▽

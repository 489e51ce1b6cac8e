//! Stress test - many pool tasks
//!
//! Pushes tasks through a `ThreadPool` in waves that fit the queue, joins
//! them, then repeats with detached tasks.
//!
//! Usage: pool-stress [tasks] [threads]

use corokit::{kprint, PoolConfig, PoolError, Task, ThreadPool};
use std::sync::atomic::{AtomicU64, Ordering};
use std::sync::Arc;
use std::time::{Duration, Instant};

fn work(i: u64) -> u64 {
    // A little arithmetic so tasks are not free.
    (0..64).fold(i, |acc, k| acc.wrapping_mul(6364136223846793005).wrapping_add(k))
}

fn main() {
    kprint::init();
    println!("=== corokit Pool Stress Test ===\n");

    let mut args = std::env::args().skip(1);
    let num_tasks: u64 = args.next().and_then(|s| s.parse().ok()).unwrap_or(100_000);
    let config = PoolConfig::from_env();
    let config = match args.next().and_then(|s| s.parse().ok()) {
        Some(threads) => config.max_threads(threads),
        None => config,
    };
    let wave = config.max_tasks as u64;

    println!("Tasks:   {}", num_tasks);
    println!("Threads: {}", config.max_threads);
    println!("Queue:   {}\n", config.max_tasks);

    let pool = match ThreadPool::with_config(config) {
        Ok(pool) => pool,
        Err(e) => {
            println!("Cannot create pool: {}", e);
            std::process::exit(1);
        }
    };

    // Joined tasks
    let start = Instant::now();
    let mut checksum = 0u64;
    let mut next = 0u64;
    while next < num_tasks {
        let end = (next + wave).min(num_tasks);
        let tasks: Vec<_> = (next..end).map(|i| Task::new(move || work(i))).collect();
        for task in &tasks {
            if let Err(e) = pool.push(task) {
                println!("Push failed: {}", e);
                std::process::exit(1);
            }
        }
        for task in &tasks {
            match task.join() {
                Ok(v) => checksum ^= v,
                Err(e) => println!("Join failed: {}", e),
            }
        }
        print!("\rJoined: {}/{}", end, num_tasks);
        next = end;
    }
    let joined_time = start.elapsed();
    println!("\nThreads spawned: {}", pool.thread_count());

    // Detached tasks
    let done = Arc::new(AtomicU64::new(0));
    let start = Instant::now();
    let mut pushed = 0u64;
    while pushed < num_tasks {
        let done = done.clone();
        let task = Task::new(move || {
            std::hint::black_box(work(pushed));
            done.fetch_add(1, Ordering::Relaxed);
        });
        match pool.push(&task) {
            Ok(()) => {
                let _ = task.detach();
                pushed += 1;
            }
            Err(PoolError::TooManyTasks) => std::thread::yield_now(),
            Err(e) => {
                println!("Push failed: {}", e);
                std::process::exit(1);
            }
        }
    }
    while done.load(Ordering::Relaxed) < num_tasks {
        std::thread::sleep(Duration::from_millis(1));
    }
    let detached_time = start.elapsed();

    let mut pool = pool;
    loop {
        match pool.shutdown() {
            Ok(()) => break,
            Err(rejected) => {
                pool = rejected.into_inner();
                std::thread::sleep(Duration::from_millis(1));
            }
        }
    }

    let rate = |d: Duration| num_tasks as f64 / d.as_secs_f64();
    println!("\n=== Results ===");
    println!("Checksum:        {:#018x}", checksum);
    println!("Joined time:     {:?} ({:.0} tasks/sec)", joined_time, rate(joined_time));
    println!("Detached time:   {:?} ({:.0} tasks/sec)", detached_time, rate(detached_time));
}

△

Look over the material and return every line where the word "elapsed" is found.

    let joined_time = start.elapsed();
    let detached_time = start.elapsed();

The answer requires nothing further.